Convoqué au commissariat, Ali ne veut pas dévoiler le motif de son voyage à Batna ni les résultats de ses analyses qui le désignent comme stérile. L'adjoint du commissaire qui se révèle l'homme croisé aux tests, ne peut parler pour disculper Ali. Sa femme, apitoyée par Fatima et la responsable d'un foyer qui la pousse à accuser Ali pour obtenir un dédommagement, doute de la fidélité de son mari. Dépitée par son silence, elle le quitte avec ses filles. Ali se retrouve seul, suspecté et meurtri.

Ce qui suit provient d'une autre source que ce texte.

//! Utilities to traverse the KDTree structure.

use std::fmt::Write;

use crate::r#type::IndexableNum;

/// Levels below this depth are left out of [`pretty_print`].
const MAX_PRINT_HEIGHT: usize = 16;

/// A node in the KDTree.
///
/// Each node owns its two subtrees. There is no parent link: a node is only reachable by walking
/// down from the root of its tree.
#[derive(Debug, Clone)]
pub struct Node<N: IndexableNum, V> {
    pub(crate) key: Vec<N>,
    pub(crate) value: V,
    pub(crate) left: Option<Box<Node<N, V>>>,
    pub(crate) right: Option<Box<Node<N, V>>>,
}

impl<N: IndexableNum, V> Node<N, V> {
    pub(crate) fn new(key: Vec<N>, value: V) -> Self {
        Self {
            key,
            value,
            left: None,
            right: None,
        }
    }

    /// Swap in a new point and value, returning the old ones.
    pub(crate) fn replace(&mut self, key: Vec<N>, value: V) -> (Vec<N>, V) {
        (
            std::mem::replace(&mut self.key, key),
            std::mem::replace(&mut self.value, value),
        )
    }

    /// The coordinates of the point stored in this node.
    #[inline]
    pub fn key(&self) -> &[N] {
        &self.key
    }

    /// The value stored alongside this node's point.
    #[inline]
    pub fn value(&self) -> &V {
        &self.value
    }

    /// The subtree holding points strictly below this node on its split axis.
    #[inline]
    pub fn left_child(&self) -> Option<&Node<N, V>> {
        self.left.as_deref()
    }

    /// The subtree holding points greater than or equal to this node on its split axis.
    #[inline]
    pub fn right_child(&self) -> Option<&Node<N, V>> {
        self.right.as_deref()
    }

    /// Returns `true` if this is a leaf node without children.
    #[inline]
    pub fn is_leaf(&self) -> bool {
        self.left.is_none() && self.right.is_none()
    }

    /// Returns `true` if this is an intermediate node with children.
    #[inline]
    pub fn is_parent(&self) -> bool {
        !self.is_leaf()
    }
}

/// Number of levels in the subtree rooted at `node`.
pub(crate) fn height<N: IndexableNum, V>(node: Option<&Node<N, V>>) -> usize {
    match node {
        None => 0,
        Some(node) => 1 + height(node.left_child()).max(height(node.right_child())),
    }
}

/// Render the subtree rooted at `root` as a grid, one row per level.
///
/// A tree of height `h` is drawn on a grid `2^h - 1` cells wide. Every cell is either the key of
/// the node placed there or three spaces. The root sits in the middle column and each child is
/// offset from its parent by half the remaining width.
pub(crate) fn pretty_print<N: IndexableNum, V>(root: Option<&Node<N, V>>) -> String {
    let Some(root) = root else {
        return String::new();
    };

    let height = height(Some(root)).min(MAX_PRINT_HEIGHT);
    let width = (1usize << height) - 1;
    let mut grid: Vec<Vec<Option<&[N]>>> = vec![vec![None; width]; height];

    fill(&mut grid, root, 0, (width - 1) / 2);

    let mut out = String::new();
    for (i, row) in grid.iter().enumerate() {
        if i > 0 {
            out.push('\n');
        }
        for cell in row {
            match cell {
                Some(key) => {
                    // Writing into a String never fails
                    let _ = write!(out, "{:?}", key);
                }
                None => out.push_str("   "),
            }
        }
    }
    out
}

fn fill<'a, N: IndexableNum, V>(
    grid: &mut [Vec<Option<&'a [N]>>],
    node: &'a Node<N, V>,
    level: usize,
    pos: usize,
) {
    let height = grid.len();
    grid[level][pos] = Some(node.key());
    if level + 1 >= height {
        return;
    }

    let offset = 1usize << (height - level - 2);
    if let Some(left) = node.left_child() {
        fill(grid, left, level + 1, pos - offset);
    }
    if let Some(right) = node.right_child() {
        fill(grid, right, level + 1, pos + offset);
    }
}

Il décide de prendre du recul près des terres familiales et confie ses émotions à un vieil ami compatissant.

THE PROOF - Amor Hakkar - arabic from Africiné www.africine.org on Vimeo.



L'histoire aborde le tabou de la stérilité masculine qui est, selon le cinéaste, "peu évoquée". Il met en avant la "douleur terrible" de son héros, qui préfère s'enfoncer dans le drame plutôt que d'avouer son état. Cet engrenage permet de traiter le sujet en partageant le désarroi d'un homme algérien, pris dans les filets de son éducation. "Je préfère mourir que de dire la vérité à Houria", explique-t-il à son vieil ami Bachir. "Elle pourra alors épouser un homme digne de ce nom." La confidence révèle comment l'homme stérile se sent inférieur dans la société algérienne. Sa détresse fait aussi ressortir la condition de la femme, bonne à répudier quand le couple n'arrive pas à avoir d'enfants car "elle ne sert à rien", selon des propos légués par son père.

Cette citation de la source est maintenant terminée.